* **WORK INSTRUCTIONS**: Copy each line below in which the string "frames" occurs.

* **DATA RECORDS**:

//! Fakes for driving the runtime loop headlessly.

use std::cell::{Cell, RefCell};
use std::future::Future;
use std::pin::Pin;
use std::rc::Rc;
use std::sync::Arc;
use std::task::{Context, Poll, Wake, Waker};

use anyhow::anyhow;
use glam::Vec3;

use crate::config::{
    CameraSettings, FlashlightSettings, FrameFailurePolicy, LightingSettings, RuntimeConfig, SceneSettings,
    SurfaceOptions,
};
use crate::controller::ghost::Ghost;
use crate::controller::level::{Level, GHOST_SPAWN_MARKER};
use crate::controller::player::{Locatable, Player};
use crate::controller::runtime::{Platform, RuntimeLoop};
use crate::controller::scheduler::PumpScheduler;
use crate::error::BackendError;
use crate::logging::{LogBuffer, LogLevel};
use crate::model::{AmbientLight, Camera, CameraHandle, Scene, SpotLight, TimeSource};
use crate::view::backend::{build_ambient_light, build_camera, build_scene, build_spot_light};
use crate::view::{Presentation, RenderBackend, RenderSurface, SharedViewport};

/// Time source that only moves when told to.
#[derive(Clone)]
pub struct ManualTime {
    now: Rc<Cell<f64>>,
}

impl ManualTime {
    pub fn new(start: f64) -> Self {
        Self { now: Rc::new(Cell::new(start)) }
    }

    pub fn source(&self) -> Rc<dyn TimeSource> {
        Rc::new(self.clone())
    }

    pub fn advance(&self, seconds: f64) {
        self.now.set(self.now.get() + seconds);
    }

    pub fn set(&self, seconds: f64) {
        self.now.set(seconds);
    }
}

impl TimeSource for ManualTime {
    fn now_seconds(&self) -> f64 {
        self.now.get()
    }
}

#[derive(Debug, Clone, Copy, PartialEq, Eq)]
pub enum Call {
    CreateScene,
    CreateCamera,
    CreateSurface,
    CreateAmbientLight,
    CreateSpotLight,
    PlayerInit,
    LevelLoad,
    GhostSpawn,
    PlayerUpdate,
    GhostUpdate,
    Render,
}

#[derive(Default)]
struct JournalInner {
    calls: Vec<Call>,
    player_deltas: Vec<f32>,
    surface_options: Vec<SurfaceOptions>,
    resizes: Vec<(u32, u32)>,
}

/// Ordered record of every collaborator call, shared by all fakes.
#[derive(Clone, Default)]
pub struct Journal {
    inner: Rc<RefCell<JournalInner>>,
}

impl Journal {
    pub fn push(&self, call: Call) {
        self.inner.borrow_mut().calls.push(call);
    }

    pub fn calls(&self) -> Vec<Call> {
        self.inner.borrow().calls.clone()
    }

    pub fn clear(&self) {
        self.inner.borrow_mut().calls.clear();
    }

    pub fn player_deltas(&self) -> Vec<f32> {
        self.inner.borrow().player_deltas.clone()
    }

    pub fn surface_options(&self) -> Vec<SurfaceOptions> {
        self.inner.borrow().surface_options.clone()
    }

    pub fn resizes(&self) -> Vec<(u32, u32)> {
        self.inner.borrow().resizes.clone()
    }
}

#[derive(Clone, Default)]
pub struct Failures {
    surface: bool,
    resize: bool,
    render_after: Option<usize>,
    player_init: Option<&'static str>,
    player_update: Option<&'static str>,
    level: Option<&'static str>,
    ghost: Option<&'static str>,
}

pub struct FakeSurface {
    size: (u32, u32),
}

impl RenderSurface for FakeSurface {
    fn size(&self) -> (u32, u32) {
        self.size
    }
}

pub struct RecordingBackend {
    journal: Journal,
    failures: Failures,
    renders: usize,
}

impl RenderBackend for RecordingBackend {
    type Surface = FakeSurface;

    fn create_scene(&mut self, settings: &SceneSettings) -> Result<Scene, BackendError> {
        self.journal.push(Call::CreateScene);
        Ok(build_scene(settings))
    }

    fn create_camera(&mut self, settings: &CameraSettings, aspect: f32) -> Result<Camera, BackendError> {
        self.journal.push(Call::CreateCamera);
        build_camera(settings, aspect)
    }

    fn create_surface(&mut self, options: &SurfaceOptions) -> Result<FakeSurface, BackendError> {
        self.journal.push(Call::CreateSurface);
        self.journal.inner.borrow_mut().surface_options.push(options.clone());
        if self.failures.surface {
            return Err(BackendError::CanvasNotFound(options.canvas_id.clone()));
        }
        Ok(FakeSurface { size: (options.width, options.height) })
    }

    fn create_ambient_light(&mut self, settings: &LightingSettings) -> Result<AmbientLight, BackendError> {
        self.journal.push(Call::CreateAmbientLight);
        Ok(build_ambient_light(settings))
    }

    fn create_spot_light(&mut self, settings: &FlashlightSettings) -> Result<SpotLight, BackendError> {
        self.journal.push(Call::CreateSpotLight);
        Ok(build_spot_light(settings))
    }

    fn resize_surface(&mut self, surface: &mut FakeSurface, width: u32, height: u32) -> Result<(), BackendError> {
        if self.failures.resize {
            return Err(BackendError::Surface("swapchain rejected the new size".into()));
        }
        self.journal.inner.borrow_mut().resizes.push((width, height));
        surface.size = (width, height);
        Ok(())
    }

    fn render(&mut self, _surface: &mut FakeSurface, _scene: &Scene, _camera: &Camera) -> Result<(), BackendError> {
        self.journal.push(Call::Render);
        self.renders += 1;
        match self.failures.render_after {
            Some(limit) if self.renders > limit => Err(BackendError::Frame("device lost".into())),
            _ => Ok(()),
        }
    }
}

pub struct ScriptedPlayerState {
    pub camera: CameraHandle,
}

impl Locatable for ScriptedPlayerState {
    fn position(&self) -> Vec3 {
        self.camera.borrow().eye
    }
}

pub struct ScriptedPlayer {
    journal: Journal,
    fail_init: Option<&'static str>,
    fail_update: Option<&'static str>,
}

impl Player for ScriptedPlayer {
    type State = ScriptedPlayerState;

    fn init(&mut self, camera: CameraHandle) -> anyhow::Result<ScriptedPlayerState> {
        self.journal.push(Call::PlayerInit);
        if let Some(reason) = self.fail_init {
            return Err(anyhow!(reason));
        }
        Ok(ScriptedPlayerState { camera })
    }

    fn update(&mut self, delta: f32, _state: &mut ScriptedPlayerState, _scene: &mut Scene) -> anyhow::Result<()> {
        self.journal.push(Call::PlayerUpdate);
        self.journal.inner.borrow_mut().player_deltas.push(delta);
        match self.fail_update {
            Some(reason) => Err(anyhow!(reason)),
            None => Ok(()),
        }
    }
}

pub struct ScriptedGhost {
    journal: Journal,
    fail_spawn: Option<&'static str>,
}

impl<P> Ghost<P> for ScriptedGhost {
    type State = ();

    fn spawn(&mut self, _scene: &mut Scene) -> anyhow::Result<()> {
        self.journal.push(Call::GhostSpawn);
        match self.fail_spawn {
            Some(reason) => Err(anyhow!(reason)),
            None => Ok(()),
        }
    }

    fn update(&mut self, _delta: f32, _ghost: &mut (), _player: &P, _scene: &mut Scene) -> anyhow::Result<()> {
        self.journal.push(Call::GhostUpdate);
        Ok(())
    }
}

/// Pending on the first poll, ready on the second.
struct YieldOnce(bool);

impl Future for YieldOnce {
    type Output = ();

    fn poll(mut self: Pin<&mut Self>, cx: &mut Context<'_>) -> Poll<()> {
        if self.0 {
            return Poll::Ready(());
        }
        self.0 = true;
        cx.waker().wake_by_ref();
        Poll::Pending
    }
}

struct NoopWake;

impl Wake for NoopWake {
    fn wake(self: Arc<Self>) {}
}

/// Poll `future` exactly once, for stepping through a suspended `initialize()`.
pub fn poll_once<F: Future>(future: Pin<&mut F>) -> Poll<F::Output> {
    let waker = Waker::from(Arc::new(NoopWake));
    future.poll(&mut Context::from_waker(&waker))
}

pub struct ScriptedLevel {
    journal: Journal,
    fail: Option<&'static str>,
    yield_once: bool,
}

impl Level for ScriptedLevel {
    async fn load(&mut self, scene: &mut Scene) -> anyhow::Result<()> {
        self.journal.push(Call::LevelLoad);
        if self.yield_once {
            YieldOnce(false).await;
        }
        if let Some(reason) = self.fail {
            return Err(anyhow!(reason));
        }
        scene.add_marker(GHOST_SPAWN_MARKER, Vec3::new(0.0, 1.0, -5.0));
        Ok(())
    }
}

struct RecordingPresentation {
    dismissals: Rc<Cell<usize>>,
}

impl Presentation for RecordingPresentation {
    fn dismiss_loading_screen(&mut self) {
        self.dismissals.set(self.dismissals.get() + 1);
    }
}

pub type TestLoop = RuntimeLoop<RecordingBackend, ScriptedPlayer, ScriptedGhost, ScriptedLevel>;

/// A runtime loop wired to fakes, plus handles to observe them.
pub struct Harness {
    pub runtime: TestLoop,
    pub scheduler: PumpScheduler,
    pub journal: Journal,
    pub time: ManualTime,
    pub viewport: SharedViewport,
    pub log: Rc<LogBuffer>,
    dismissals: Rc<Cell<usize>>,
}

impl Harness {
    pub fn new() -> Self {
        Self::builder().build()
    }

    pub fn builder() -> HarnessBuilder {
        HarnessBuilder {
            failures: Failures::default(),
            viewport: (800, 600),
            policy: FrameFailurePolicy::default(),
            slow_level: false,
        }
    }

    pub fn presentation_dismissals(&self) -> usize {
        self.dismissals.get()
    }

    fn messages(&self, level: LogLevel) -> Vec<String> {
        self.log.entries().into_iter().filter(|e| e.level == level).map(|e| e.message).collect()
    }

    pub fn log_messages(&self) -> Vec<String> {
        self.messages(LogLevel::Info)
    }

    pub fn log_errors(&self) -> Vec<String> {
        self.messages(LogLevel::Error)
    }
}

pub struct HarnessBuilder {
    failures: Failures,
    viewport: (u32, u32),
    policy: FrameFailurePolicy,
    slow_level: bool,
}

impl HarnessBuilder {
    pub fn viewport(mut self, width: u32, height: u32) -> Self {
        self.viewport = (width, height);
        self
    }

    pub fn policy(mut self, policy: FrameFailurePolicy) -> Self {
        self.policy = policy;
        self
    }

    pub fn fail_surface(mut self) -> Self {
        self.failures.surface = true;
        self
    }

    pub fn fail_resize(mut self) -> Self {
        self.failures.resize = true;
        self
    }

    /// Renders succeed `frames` times, then fail every frame.
    pub fn fail_render_after(mut self, frames: usize) -> Self {
        self.failures.render_after = Some(frames);
        self
    }

    /// The level suspends once during load before finishing.
    pub fn slow_level(mut self) -> Self {
        self.slow_level = true;
        self
    }

    pub fn fail_player_init(mut self, reason: &'static str) -> Self {
        self.failures.player_init = Some(reason);
        self
    }

    pub fn fail_player_update(mut self, reason: &'static str) -> Self {
        self.failures.player_update = Some(reason);
        self
    }

    pub fn fail_level(mut self, reason: &'static str) -> Self {
        self.failures.level = Some(reason);
        self
    }

    pub fn fail_ghost(mut self, reason: &'static str) -> Self {
        self.failures.ghost = Some(reason);
        self
    }

    pub fn build(self) -> Harness {
        let journal = Journal::default();
        let time = ManualTime::new(100.0);
        let scheduler = PumpScheduler::new();
        let viewport = SharedViewport::new(self.viewport.0, self.viewport.1);
        let log = Rc::new(LogBuffer::new(time.source()));
        let dismissals = Rc::new(Cell::new(0));

        let config = RuntimeConfig { frame_failure_policy: self.policy, ..RuntimeConfig::default() };
        let backend = RecordingBackend { journal: journal.clone(), failures: self.failures.clone(), renders: 0 };
        let player = ScriptedPlayer {
            journal: journal.clone(),
            fail_init: self.failures.player_init,
            fail_update: self.failures.player_update,
        };
        let ghost = ScriptedGhost { journal: journal.clone(), fail_spawn: self.failures.ghost };
        let level = ScriptedLevel { journal: journal.clone(), fail: self.failures.level, yield_once: self.slow_level };
        let platform = Platform {
            scheduler: Box::new(scheduler.clone()),
            viewport: Box::new(viewport.clone()),
            presentation: Box::new(RecordingPresentation { dismissals: dismissals.clone() }),
            logger: log.clone(),
            time: time.source(),
        };

        Harness {
            runtime: RuntimeLoop::new(config, backend, player, ghost, level, platform),
            scheduler,
            journal,
            time,
            viewport,
            log,
            dismissals,
        }
    }
}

* **OUTPUT FOR THIS EXERCISE**:
    /// Renders succeed `frames` times, then fail every frame.
    pub fn fail_render_after(mut self, frames: usize) -> Self {
        self.failures.render_after = Some(frames);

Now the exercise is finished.